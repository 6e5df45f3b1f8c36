//! Single configured token served for every user.

use repo_indexer_ports::{BoxFuture, CredentialStorePort, TokenRequest};
use repo_indexer_shared::{RequestContext, Result, SecretString};

/// Credential store that answers every lookup with the same token, or none.
///
/// Used by the CLI when no account database is configured.
#[derive(Debug, Clone, Default)]
pub struct StaticCredentialStore {
    token: Option<SecretString>,
}

impl StaticCredentialStore {
    /// Serve `token` (blank tokens count as absent).
    #[must_use]
    pub fn new(token: Option<SecretString>) -> Self {
        Self {
            token: token.filter(|token| !token.is_blank()),
        }
    }
}

impl CredentialStorePort for StaticCredentialStore {
    fn get_token(
        &self,
        ctx: &RequestContext,
        _request: TokenRequest,
    ) -> BoxFuture<'_, Result<Option<SecretString>>> {
        let result = ctx
            .ensure_not_cancelled("credentials.get_token")
            .map(|()| self.token.clone());
        Box::pin(async move { result })
    }
}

### What is expected
Throughout the listing above, count the lines where the word "configured" appears, then reply with that count and no other words.

### Answer to this problem
2